* Directions
Exactly as given, reproduce the records in full.

Records from a dataset:
- Opening Delimiter -

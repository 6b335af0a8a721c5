// SPDX-FileCopyrightText: 2026 Bruno Meilick
// SPDX-License-Identifier: LicenseRef-StudioTimetable-FreeUse-NoCopy-NoDerivatives
//
// All rights reserved.
//
// This file is part of Studio Timetable and is proprietary software.
// Unauthorized copying, modification, or distribution is prohibited.

use std::fmt;
use std::str::FromStr;

use serde::de::{Deserializer, SeqAccess, Visitor};
use serde::ser::{SerializeSeq, Serializer};
use serde::{Deserialize, Serialize};
use thiserror::Error;

/// One of the seven canonical English weekdays, ordered Monday first.
#[derive(Debug, Clone, Copy, PartialEq, Eq, Hash, PartialOrd, Ord, Serialize, Deserialize)]
pub enum Weekday {
    Monday,
    Tuesday,
    Wednesday,
    Thursday,
    Friday,
    Saturday,
    Sunday,
}

impl Weekday {
    /// All weekdays in timetable row order.
    pub const ALL: [Weekday; 7] = [
        Weekday::Monday,
        Weekday::Tuesday,
        Weekday::Wednesday,
        Weekday::Thursday,
        Weekday::Friday,
        Weekday::Saturday,
        Weekday::Sunday,
    ];

    pub fn name(self) -> &'static str {
        match self {
            Self::Monday => "Monday",
            Self::Tuesday => "Tuesday",
            Self::Wednesday => "Wednesday",
            Self::Thursday => "Thursday",
            Self::Friday => "Friday",
            Self::Saturday => "Saturday",
            Self::Sunday => "Sunday",
        }
    }

    /// Three-letter label used by compact chips and chart row headers ("Mon").
    pub fn short_name(self) -> &'static str {
        &self.name()[..3]
    }

    /// Zero-based position in [`Weekday::ALL`].
    pub fn index(self) -> usize {
        self as usize
    }
}

impl From<chrono::Weekday> for Weekday {
    fn from(day: chrono::Weekday) -> Self {
        match day {
            chrono::Weekday::Mon => Self::Monday,
            chrono::Weekday::Tue => Self::Tuesday,
            chrono::Weekday::Wed => Self::Wednesday,
            chrono::Weekday::Thu => Self::Thursday,
            chrono::Weekday::Fri => Self::Friday,
            chrono::Weekday::Sat => Self::Saturday,
            chrono::Weekday::Sun => Self::Sunday,
        }
    }
}

impl From<Weekday> for chrono::Weekday {
    fn from(day: Weekday) -> Self {
        match day {
            Weekday::Monday => Self::Mon,
            Weekday::Tuesday => Self::Tue,
            Weekday::Wednesday => Self::Wed,
            Weekday::Thursday => Self::Thu,
            Weekday::Friday => Self::Fri,
            Weekday::Saturday => Self::Sat,
            Weekday::Sunday => Self::Sun,
        }
    }
}

impl fmt::Display for Weekday {
    fn fmt(&self, f: &mut fmt::Formatter<'_>) -> fmt::Result {
        f.write_str(self.name())
    }
}

#[derive(Debug, Clone, PartialEq, Eq, Error)]
#[error("unknown weekday: {value:?}")]
pub struct ParseWeekdayError {
    value: String,
}

impl ParseWeekdayError {
    pub fn value(&self) -> &str {
        &self.value
    }
}

impl FromStr for Weekday {
    type Err = ParseWeekdayError;

    /// Accepts full names and three-letter abbreviations, ignoring ASCII case and surrounding
    /// whitespace.
    fn from_str(s: &str) -> Result<Self, Self::Err> {
        s.trim()
            .parse::<chrono::Weekday>()
            .map(Weekday::from)
            .map_err(|_| ParseWeekdayError { value: s.to_owned() })
    }
}

/// A set of weekdays stored as a 7-bit mask.
///
/// Iteration always yields days in Monday..Sunday order, independent of insertion order.
#[derive(Debug, Clone, Copy, PartialEq, Eq, Hash, Default)]
pub struct WeekdaySet(u8);

impl WeekdaySet {
    pub const EMPTY: Self = Self(0);

    pub fn new() -> Self {
        Self::EMPTY
    }

    pub fn insert(&mut self, day: Weekday) -> bool {
        let bit = 1u8 << day.index();
        let inserted = self.0 & bit == 0;
        self.0 |= bit;
        inserted
    }

    pub fn remove(&mut self, day: Weekday) -> bool {
        let bit = 1u8 << day.index();
        let removed = self.0 & bit != 0;
        self.0 &= !bit;
        removed
    }

    pub fn contains(self, day: Weekday) -> bool {
        self.0 & (1u8 << day.index()) != 0
    }

    pub fn len(self) -> usize {
        self.0.count_ones() as usize
    }

    pub fn is_empty(self) -> bool {
        self.0 == 0
    }

    pub fn iter(self) -> impl Iterator<Item = Weekday> {
        Weekday::ALL.into_iter().filter(move |day| self.contains(*day))
    }
}

impl FromIterator<Weekday> for WeekdaySet {
    fn from_iter<I: IntoIterator<Item = Weekday>>(iter: I) -> Self {
        let mut set = Self::new();
        for day in iter {
            set.insert(day);
        }
        set
    }
}

impl<const N: usize> From<[Weekday; N]> for WeekdaySet {
    fn from(days: [Weekday; N]) -> Self {
        days.into_iter().collect()
    }
}

impl Serialize for WeekdaySet {
    fn serialize<S: Serializer>(&self, serializer: S) -> Result<S::Ok, S::Error> {
        let mut seq = serializer.serialize_seq(Some(self.len()))?;
        for day in self.iter() {
            seq.serialize_element(day.name())?;
        }
        seq.end()
    }
}

impl<'de> Deserialize<'de> for WeekdaySet {
    fn deserialize<D: Deserializer<'de>>(deserializer: D) -> Result<Self, D::Error> {
        struct WeekdaySetVisitor;

        impl<'de> Visitor<'de> for WeekdaySetVisitor {
            type Value = WeekdaySet;

            fn expecting(&self, f: &mut fmt::Formatter<'_>) -> fmt::Result {
                f.write_str("a list of weekday names")
            }

            fn visit_seq<A: SeqAccess<'de>>(self, mut seq: A) -> Result<Self::Value, A::Error> {
                let mut set = WeekdaySet::new();
                while let Some(raw) = seq.next_element::<String>()? {
                    let day = raw.parse::<Weekday>().map_err(serde::de::Error::custom)?;
                    set.insert(day);
                }
                Ok(set)
            }
        }

        deserializer.deserialize_seq(WeekdaySetVisitor)
    }
}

- Closing Delimiter -

* Expected answer
repository 6b335af0a8a721c5
// SPDX-FileCopyrightText: 2026 Bruno Meilick
// SPDX-License-Identifier: LicenseRef-StudioTimetable-FreeUse-NoCopy-NoDerivatives
//
// All rights reserved.
//
// This file is part of Studio Timetable and is proprietary software.
// Unauthorized copying, modification, or distribution is prohibited.

use std::fmt;
use std::str::FromStr;

use serde::de::{Deserializer, SeqAccess, Visitor};
use serde::ser::{SerializeSeq, Serializer};
use serde::{Deserialize, Serialize};
use thiserror::Error;

/// One of the seven canonical English weekdays, ordered Monday first.
#[derive(Debug, Clone, Copy, PartialEq, Eq, Hash, PartialOrd, Ord, Serialize, Deserialize)]
pub enum Weekday {
    Monday,
    Tuesday,
    Wednesday,
    Thursday,
    Friday,
    Saturday,
    Sunday,
}

impl Weekday {
    /// All weekdays in timetable row order.
    pub const ALL: [Weekday; 7] = [
        Weekday::Monday,
        Weekday::Tuesday,
        Weekday::Wednesday,
        Weekday::Thursday,
        Weekday::Friday,
        Weekday::Saturday,
        Weekday::Sunday,
    ];

    pub fn name(self) -> &'static str {
        match self {
            Self::Monday => "Monday",
            Self::Tuesday => "Tuesday",
            Self::Wednesday => "Wednesday",
            Self::Thursday => "Thursday",
            Self::Friday => "Friday",
            Self::Saturday => "Saturday",
            Self::Sunday => "Sunday",
        }
    }

    /// Three-letter label used by compact chips and chart row headers ("Mon").
    pub fn short_name(self) -> &'static str {
        &self.name()[..3]
    }

    /// Zero-based position in [`Weekday::ALL`].
    pub fn index(self) -> usize {
        self as usize
    }
}

impl From<chrono::Weekday> for Weekday {
    fn from(day: chrono::Weekday) -> Self {
        match day {
            chrono::Weekday::Mon => Self::Monday,
            chrono::Weekday::Tue => Self::Tuesday,
            chrono::Weekday::Wed => Self::Wednesday,
            chrono::Weekday::Thu => Self::Thursday,
            chrono::Weekday::Fri => Self::Friday,
            chrono::Weekday::Sat => Self::Saturday,
            chrono::Weekday::Sun => Self::Sunday,
        }
    }
}

impl From<Weekday> for chrono::Weekday {
    fn from(day: Weekday) -> Self {
        match day {
            Weekday::Monday => Self::Mon,
            Weekday::Tuesday => Self::Tue,
            Weekday::Wednesday => Self::Wed,
            Weekday::Thursday => Self::Thu,
            Weekday::Friday => Self::Fri,
            Weekday::Saturday => Self::Sat,
            Weekday::Sunday => Self::Sun,
        }
    }
}

impl fmt::Display for Weekday {
    fn fmt(&self, f: &mut fmt::Formatter<'_>) -> fmt::Result {
        f.write_str(self.name())
    }
}

#[derive(Debug, Clone, PartialEq, Eq, Error)]
#[error("unknown weekday: {value:?}")]
pub struct ParseWeekdayError {
    value: String,
}

impl ParseWeekdayError {
    pub fn value(&self) -> &str {
        &self.value
    }
}

impl FromStr for Weekday {
    type Err = ParseWeekdayError;

    /// Accepts full names and three-letter abbreviations, ignoring ASCII case and surrounding
    /// whitespace.
    fn from_str(s: &str) -> Result<Self, Self::Err> {
        s.trim()
            .parse::<chrono::Weekday>()
            .map(Weekday::from)
            .map_err(|_| ParseWeekdayError { value: s.to_owned() })
    }
}

/// A set of weekdays stored as a 7-bit mask.
///
/// Iteration always yields days in Monday..Sunday order, independent of insertion order.
#[derive(Debug, Clone, Copy, PartialEq, Eq, Hash, Default)]
pub struct WeekdaySet(u8);

impl WeekdaySet {
    pub const EMPTY: Self = Self(0);

    pub fn new() -> Self {
        Self::EMPTY
    }

    pub fn insert(&mut self, day: Weekday) -> bool {
        let bit = 1u8 << day.index();
        let inserted = self.0 & bit == 0;
        self.0 |= bit;
        inserted
    }

    pub fn remove(&mut self, day: Weekday) -> bool {
        let bit = 1u8 << day.index();
        let removed = self.0 & bit != 0;
        self.0 &= !bit;
        removed
    }

    pub fn contains(self, day: Weekday) -> bool {
        self.0 & (1u8 << day.index()) != 0
    }

    pub fn len(self) -> usize {
        self.0.count_ones() as usize
    }

    pub fn is_empty(self) -> bool {
        self.0 == 0
    }

    pub fn iter(self) -> impl Iterator<Item = Weekday> {
        Weekday::ALL.into_iter().filter(move |day| self.contains(*day))
    }
}

impl FromIterator<Weekday> for WeekdaySet {
    fn from_iter<I: IntoIterator<Item = Weekday>>(iter: I) -> Self {
        let mut set = Self::new();
        for day in iter {
            set.insert(day);
        }
        set
    }
}

impl<const N: usize> From<[Weekday; N]> for WeekdaySet {
    fn from(days: [Weekday; N]) -> Self {
        days.into_iter().collect()
    }
}

impl Serialize for WeekdaySet {
    fn serialize<S: Serializer>(&self, serializer: S) -> Result<S::Ok, S::Error> {
        let mut seq = serializer.serialize_seq(Some(self.len()))?;
        for day in self.iter() {
            seq.serialize_element(day.name())?;
        }
        seq.end()
    }
}

impl<'de> Deserialize<'de> for WeekdaySet {
    fn deserialize<D: Deserializer<'de>>(deserializer: D) -> Result<Self, D::Error> {
        struct WeekdaySetVisitor;

        impl<'de> Visitor<'de> for WeekdaySetVisitor {
            type Value = WeekdaySet;

            fn expecting(&self, f: &mut fmt::Formatter<'_>) -> fmt::Result {
                f.write_str("a list of weekday names")
            }

            fn visit_seq<A: SeqAccess<'de>>(self, mut seq: A) -> Result<Self::Value, A::Error> {
                let mut set = WeekdaySet::new();
                while let Some(raw) = seq.next_element::<String>()? {
                    let day = raw.parse::<Weekday>().map_err(serde::de::Error::custom)?;
                    set.insert(day);
                }
                Ok(set)
            }
        }

        deserializer.deserialize_seq(WeekdaySetVisitor)
    }
}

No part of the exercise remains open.